Exercise prompt —
Repeat every line of the following material exactly.

%%

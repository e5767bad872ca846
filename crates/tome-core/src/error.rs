//! Error types for tome-core
//!
//! Only the persistence and configuration paths can fail. Lookup misses,
//! malformed category paths and stale fold entries are not errors.

use thiserror::Error;

/// Errors that can occur while loading or saving overlay state
#[derive(Debug, Error)]
pub enum TomeError {
    /// I/O error while reading or writing the settings file
    #[error("I/O error: {0}")]
    Io(#[from] std::io::Error),

    /// The settings document could not be (de)serialized
    #[error("Settings error: {0}")]
    Settings(#[from] serde_json::Error),

    /// A configuration value is out of range
    #[error("Invalid configuration: {0}")]
    InvalidConfig(String),
}

impl TomeError {
    /// Create a new InvalidConfig error
    pub fn invalid_config(message: impl Into<String>) -> Self {
        Self::InvalidConfig(message.into())
    }
}

/// Result alias used across tome-core
pub type Result<T> = std::result::Result<T, TomeError>;
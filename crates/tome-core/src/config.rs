//! Configuration for the overlay window and tree

use serde::{Deserialize, Serialize};

use crate::error::{Result, TomeError};
use crate::surface::Rect;

/// Overlay configuration
#[derive(Debug, Clone, PartialEq, Serialize, Deserialize)]
#[serde(default)]
pub struct OverlayConfig {
    /// Window title shown when no page is selected
    pub title: String,
    /// Horizontal indentation per tree level, in surface units
    pub indent_width: f32,
    /// Initial window placement
    pub window: Rect,
    /// Fold state given to a category the first time it is seen
    pub expand_new_categories: bool,
    /// Whether the overlay starts shown
    pub start_visible: bool,
}

impl Default for OverlayConfig {
    fn default() -> Self {
        Self {
            title: "Wiki".to_string(),
            indent_width: 15.0,
            window: Rect::new(200.0, 200.0, 1730.0, 1000.0),
            expand_new_categories: false,
            start_visible: false,
        }
    }
}

impl OverlayConfig {
    /// Set the window title
    pub fn with_title(mut self, title: impl Into<String>) -> Self {
        self.title = title.into();
        self
    }

    /// Set the per-level indentation
    pub fn with_indent_width(mut self, indent_width: f32) -> Self {
        self.indent_width = indent_width;
        self
    }

    /// Set the initial window placement
    pub fn with_window(mut self, window: Rect) -> Self {
        self.window = window;
        self
    }

    /// Choose whether brand-new categories start expanded
    pub fn with_expand_new_categories(mut self, expand: bool) -> Self {
        self.expand_new_categories = expand;
        self
    }

    /// Choose whether the overlay starts shown
    pub fn with_start_visible(mut self, visible: bool) -> Self {
        self.start_visible = visible;
        self
    }

    /// Reject values a surface cannot lay out
    pub fn validate(&self) -> Result<()> {
        if !self.indent_width.is_finite() || self.indent_width < 0.0 {
            return Err(TomeError::invalid_config(format!(
                "indent_width must be a non-negative number, got {}",
                self.indent_width
            )));
        }
        let Rect { x, y, width, height } = self.window;
        if [x, y, width, height].iter().any(|v| !v.is_finite()) || width < 0.0 || height < 0.0 {
            return Err(TomeError::invalid_config(format!(
                "window must have finite coordinates and non-negative size, got {:?}",
                self.window
            )));
        }
        Ok(())
    }
}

%%

Response to this task —
repository e5767bad872ca846
filename crates/tome-core/src/error.rs
//! Error types for tome-core
//!
//! Only the persistence and configuration paths can fail. Lookup misses,
//! malformed category paths and stale fold entries are not errors.

use thiserror::Error;

/// Errors that can occur while loading or saving overlay state
#[derive(Debug, Error)]
pub enum TomeError {
    /// I/O error while reading or writing the settings file
    #[error("I/O error: {0}")]
    Io(#[from] std::io::Error),

    /// The settings document could not be (de)serialized
    #[error("Settings error: {0}")]
    Settings(#[from] serde_json::Error),

    /// A configuration value is out of range
    #[error("Invalid configuration: {0}")]
    InvalidConfig(String),
}

impl TomeError {
    /// Create a new InvalidConfig error
    pub fn invalid_config(message: impl Into<String>) -> Self {
        Self::InvalidConfig(message.into())
    }
}

/// Result alias used across tome-core
pub type Result<T> = std::result::Result<T, TomeError>;
filename crates/tome-core/src/config.rs
//! Configuration for the overlay window and tree

use serde::{Deserialize, Serialize};

use crate::error::{Result, TomeError};
use crate::surface::Rect;

/// Overlay configuration
#[derive(Debug, Clone, PartialEq, Serialize, Deserialize)]
#[serde(default)]
pub struct OverlayConfig {
    /// Window title shown when no page is selected
    pub title: String,
    /// Horizontal indentation per tree level, in surface units
    pub indent_width: f32,
    /// Initial window placement
    pub window: Rect,
    /// Fold state given to a category the first time it is seen
    pub expand_new_categories: bool,
    /// Whether the overlay starts shown
    pub start_visible: bool,
}

impl Default for OverlayConfig {
    fn default() -> Self {
        Self {
            title: "Wiki".to_string(),
            indent_width: 15.0,
            window: Rect::new(200.0, 200.0, 1730.0, 1000.0),
            expand_new_categories: false,
            start_visible: false,
        }
    }
}

impl OverlayConfig {
    /// Set the window title
    pub fn with_title(mut self, title: impl Into<String>) -> Self {
        self.title = title.into();
        self
    }

    /// Set the per-level indentation
    pub fn with_indent_width(mut self, indent_width: f32) -> Self {
        self.indent_width = indent_width;
        self
    }

    /// Set the initial window placement
    pub fn with_window(mut self, window: Rect) -> Self {
        self.window = window;
        self
    }

    /// Choose whether brand-new categories start expanded
    pub fn with_expand_new_categories(mut self, expand: bool) -> Self {
        self.expand_new_categories = expand;
        self
    }

    /// Choose whether the overlay starts shown
    pub fn with_start_visible(mut self, visible: bool) -> Self {
        self.start_visible = visible;
        self
    }

    /// Reject values a surface cannot lay out
    pub fn validate(&self) -> Result<()> {
        if !self.indent_width.is_finite() || self.indent_width < 0.0 {
            return Err(TomeError::invalid_config(format!(
                "indent_width must be a non-negative number, got {}",
                self.indent_width
            )));
        }
        let Rect { x, y, width, height } = self.window;
        if [x, y, width, height].iter().any(|v| !v.is_finite()) || width < 0.0 || height < 0.0 {
            return Err(TomeError::invalid_config(format!(
                "window must have finite coordinates and non-negative size, got {:?}",
                self.window
            )));
        }
        Ok(())
    }
}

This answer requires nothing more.